● EXERCISE DESCRIPTION
Pick every line out of the entries below that has the string "axum", and copy it.

● RECORDS TO PROCESS
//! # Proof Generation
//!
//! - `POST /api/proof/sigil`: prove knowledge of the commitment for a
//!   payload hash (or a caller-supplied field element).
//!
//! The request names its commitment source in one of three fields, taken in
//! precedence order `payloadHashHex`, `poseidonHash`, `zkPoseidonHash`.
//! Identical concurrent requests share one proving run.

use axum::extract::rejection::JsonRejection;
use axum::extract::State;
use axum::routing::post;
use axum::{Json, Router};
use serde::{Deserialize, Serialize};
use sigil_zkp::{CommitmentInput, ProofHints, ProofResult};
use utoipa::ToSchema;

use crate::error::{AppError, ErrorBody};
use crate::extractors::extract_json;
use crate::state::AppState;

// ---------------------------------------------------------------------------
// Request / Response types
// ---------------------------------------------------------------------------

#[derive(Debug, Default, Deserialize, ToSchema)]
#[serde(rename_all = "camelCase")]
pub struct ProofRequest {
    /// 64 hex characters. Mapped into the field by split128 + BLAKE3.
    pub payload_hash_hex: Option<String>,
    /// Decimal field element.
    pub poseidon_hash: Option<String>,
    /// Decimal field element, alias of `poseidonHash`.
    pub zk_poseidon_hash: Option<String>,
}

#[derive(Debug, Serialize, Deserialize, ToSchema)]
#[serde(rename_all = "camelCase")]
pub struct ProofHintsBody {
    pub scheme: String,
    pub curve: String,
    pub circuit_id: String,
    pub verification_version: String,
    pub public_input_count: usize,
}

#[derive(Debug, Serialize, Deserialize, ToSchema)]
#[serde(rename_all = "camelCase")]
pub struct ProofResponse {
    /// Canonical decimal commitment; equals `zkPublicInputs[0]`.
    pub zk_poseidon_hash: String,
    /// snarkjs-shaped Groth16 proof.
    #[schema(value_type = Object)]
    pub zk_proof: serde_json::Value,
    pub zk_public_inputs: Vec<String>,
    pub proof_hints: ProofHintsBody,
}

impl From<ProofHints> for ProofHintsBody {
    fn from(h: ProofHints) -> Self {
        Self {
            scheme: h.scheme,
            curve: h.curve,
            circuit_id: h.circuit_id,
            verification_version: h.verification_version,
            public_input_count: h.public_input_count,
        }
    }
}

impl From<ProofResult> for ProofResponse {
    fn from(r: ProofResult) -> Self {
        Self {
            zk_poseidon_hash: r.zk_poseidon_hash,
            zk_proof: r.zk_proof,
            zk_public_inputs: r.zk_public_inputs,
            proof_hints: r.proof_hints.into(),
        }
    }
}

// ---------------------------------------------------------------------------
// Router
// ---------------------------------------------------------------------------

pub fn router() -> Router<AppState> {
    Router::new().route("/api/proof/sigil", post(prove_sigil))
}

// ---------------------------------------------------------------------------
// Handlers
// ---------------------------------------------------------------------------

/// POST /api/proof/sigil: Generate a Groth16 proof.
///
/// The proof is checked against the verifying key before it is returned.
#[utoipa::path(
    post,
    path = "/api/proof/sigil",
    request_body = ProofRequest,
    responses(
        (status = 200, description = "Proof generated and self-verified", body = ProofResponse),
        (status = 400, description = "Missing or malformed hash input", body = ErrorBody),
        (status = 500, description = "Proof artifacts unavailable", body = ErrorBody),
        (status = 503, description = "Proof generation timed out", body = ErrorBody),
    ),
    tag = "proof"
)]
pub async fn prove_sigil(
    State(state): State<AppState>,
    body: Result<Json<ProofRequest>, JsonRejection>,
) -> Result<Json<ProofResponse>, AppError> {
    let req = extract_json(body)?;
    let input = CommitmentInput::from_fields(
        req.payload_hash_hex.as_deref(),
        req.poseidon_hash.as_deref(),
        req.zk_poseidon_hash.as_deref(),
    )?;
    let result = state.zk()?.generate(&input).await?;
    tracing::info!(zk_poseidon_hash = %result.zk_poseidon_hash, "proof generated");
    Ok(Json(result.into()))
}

● RESULT FOR THIS TASK
use axum::extract::rejection::JsonRejection;
use axum::extract::State;
use axum::routing::post;
use axum::{Json, Router};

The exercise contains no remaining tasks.